Supplied records:
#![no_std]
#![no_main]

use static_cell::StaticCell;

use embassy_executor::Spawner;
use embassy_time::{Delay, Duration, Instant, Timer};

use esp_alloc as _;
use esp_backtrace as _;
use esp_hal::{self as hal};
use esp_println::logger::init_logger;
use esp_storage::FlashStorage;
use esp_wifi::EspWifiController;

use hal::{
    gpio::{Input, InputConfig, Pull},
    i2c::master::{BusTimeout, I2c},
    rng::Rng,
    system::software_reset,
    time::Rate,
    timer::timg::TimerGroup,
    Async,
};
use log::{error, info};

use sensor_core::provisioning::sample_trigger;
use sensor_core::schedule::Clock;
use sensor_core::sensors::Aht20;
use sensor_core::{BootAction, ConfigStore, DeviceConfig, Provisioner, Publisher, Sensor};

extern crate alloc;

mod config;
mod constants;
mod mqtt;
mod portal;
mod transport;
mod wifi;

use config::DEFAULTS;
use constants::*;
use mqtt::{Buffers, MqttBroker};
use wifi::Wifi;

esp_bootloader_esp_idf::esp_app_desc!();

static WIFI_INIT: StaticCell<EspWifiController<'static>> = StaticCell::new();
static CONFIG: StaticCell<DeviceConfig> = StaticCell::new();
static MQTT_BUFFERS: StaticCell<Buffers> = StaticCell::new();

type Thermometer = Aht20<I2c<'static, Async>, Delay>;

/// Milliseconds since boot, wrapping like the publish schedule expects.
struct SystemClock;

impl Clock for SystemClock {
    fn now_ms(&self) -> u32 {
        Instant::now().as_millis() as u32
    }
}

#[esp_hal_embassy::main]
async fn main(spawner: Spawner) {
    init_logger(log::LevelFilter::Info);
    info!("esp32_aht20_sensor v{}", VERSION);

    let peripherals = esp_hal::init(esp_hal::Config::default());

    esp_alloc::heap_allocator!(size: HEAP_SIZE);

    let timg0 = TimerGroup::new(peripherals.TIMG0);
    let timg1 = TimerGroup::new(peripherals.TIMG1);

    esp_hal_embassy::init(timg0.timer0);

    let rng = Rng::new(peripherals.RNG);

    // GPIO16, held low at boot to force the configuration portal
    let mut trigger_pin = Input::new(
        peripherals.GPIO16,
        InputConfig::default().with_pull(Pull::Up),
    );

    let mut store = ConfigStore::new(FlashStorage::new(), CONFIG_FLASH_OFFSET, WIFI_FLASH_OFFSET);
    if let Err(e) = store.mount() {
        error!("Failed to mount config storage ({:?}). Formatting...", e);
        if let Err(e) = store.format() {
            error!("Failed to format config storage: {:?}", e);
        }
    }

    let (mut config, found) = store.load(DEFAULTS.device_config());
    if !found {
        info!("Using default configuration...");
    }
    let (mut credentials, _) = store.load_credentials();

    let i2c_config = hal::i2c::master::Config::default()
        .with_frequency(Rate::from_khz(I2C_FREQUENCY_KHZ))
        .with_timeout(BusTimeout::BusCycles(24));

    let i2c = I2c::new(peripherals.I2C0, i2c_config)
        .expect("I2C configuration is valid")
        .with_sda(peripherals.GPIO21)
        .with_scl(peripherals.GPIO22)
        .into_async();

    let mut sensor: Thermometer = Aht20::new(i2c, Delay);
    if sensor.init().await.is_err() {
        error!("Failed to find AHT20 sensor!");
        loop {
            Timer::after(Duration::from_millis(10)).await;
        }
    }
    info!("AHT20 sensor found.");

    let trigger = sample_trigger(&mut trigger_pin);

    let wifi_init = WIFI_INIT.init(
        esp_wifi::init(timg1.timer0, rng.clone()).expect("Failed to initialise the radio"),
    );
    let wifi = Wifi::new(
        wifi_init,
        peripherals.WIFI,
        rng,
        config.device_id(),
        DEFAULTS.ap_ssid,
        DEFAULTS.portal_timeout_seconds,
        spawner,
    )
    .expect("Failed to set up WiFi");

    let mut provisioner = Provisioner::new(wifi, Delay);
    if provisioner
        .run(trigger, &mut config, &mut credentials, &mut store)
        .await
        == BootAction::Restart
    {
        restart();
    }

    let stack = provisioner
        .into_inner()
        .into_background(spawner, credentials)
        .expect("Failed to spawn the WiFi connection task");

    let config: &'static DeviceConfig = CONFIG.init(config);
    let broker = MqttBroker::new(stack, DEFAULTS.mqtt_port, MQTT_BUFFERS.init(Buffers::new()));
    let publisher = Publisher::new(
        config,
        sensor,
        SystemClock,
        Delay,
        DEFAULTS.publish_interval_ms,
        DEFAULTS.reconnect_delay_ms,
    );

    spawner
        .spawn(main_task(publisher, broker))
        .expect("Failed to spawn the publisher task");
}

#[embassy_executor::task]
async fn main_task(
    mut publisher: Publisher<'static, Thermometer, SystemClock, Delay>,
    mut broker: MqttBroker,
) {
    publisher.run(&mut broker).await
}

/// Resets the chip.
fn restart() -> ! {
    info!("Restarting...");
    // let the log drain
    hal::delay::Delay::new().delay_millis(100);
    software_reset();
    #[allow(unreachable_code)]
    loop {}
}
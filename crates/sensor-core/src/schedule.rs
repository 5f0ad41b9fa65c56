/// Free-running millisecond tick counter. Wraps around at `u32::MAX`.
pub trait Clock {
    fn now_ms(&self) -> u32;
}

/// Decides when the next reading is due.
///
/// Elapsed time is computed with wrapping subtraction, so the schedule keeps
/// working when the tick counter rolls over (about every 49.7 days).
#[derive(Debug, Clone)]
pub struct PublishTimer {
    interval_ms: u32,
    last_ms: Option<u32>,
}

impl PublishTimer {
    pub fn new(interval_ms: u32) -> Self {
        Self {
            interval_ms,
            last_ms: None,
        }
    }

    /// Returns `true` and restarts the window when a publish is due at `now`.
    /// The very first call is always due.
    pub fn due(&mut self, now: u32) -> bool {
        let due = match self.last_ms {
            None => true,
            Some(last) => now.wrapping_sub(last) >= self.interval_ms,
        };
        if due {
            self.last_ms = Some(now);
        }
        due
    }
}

Requirement:
Count the lines of the material above that contain "found"; your reply is that number and no more.

Solution to this problem:
3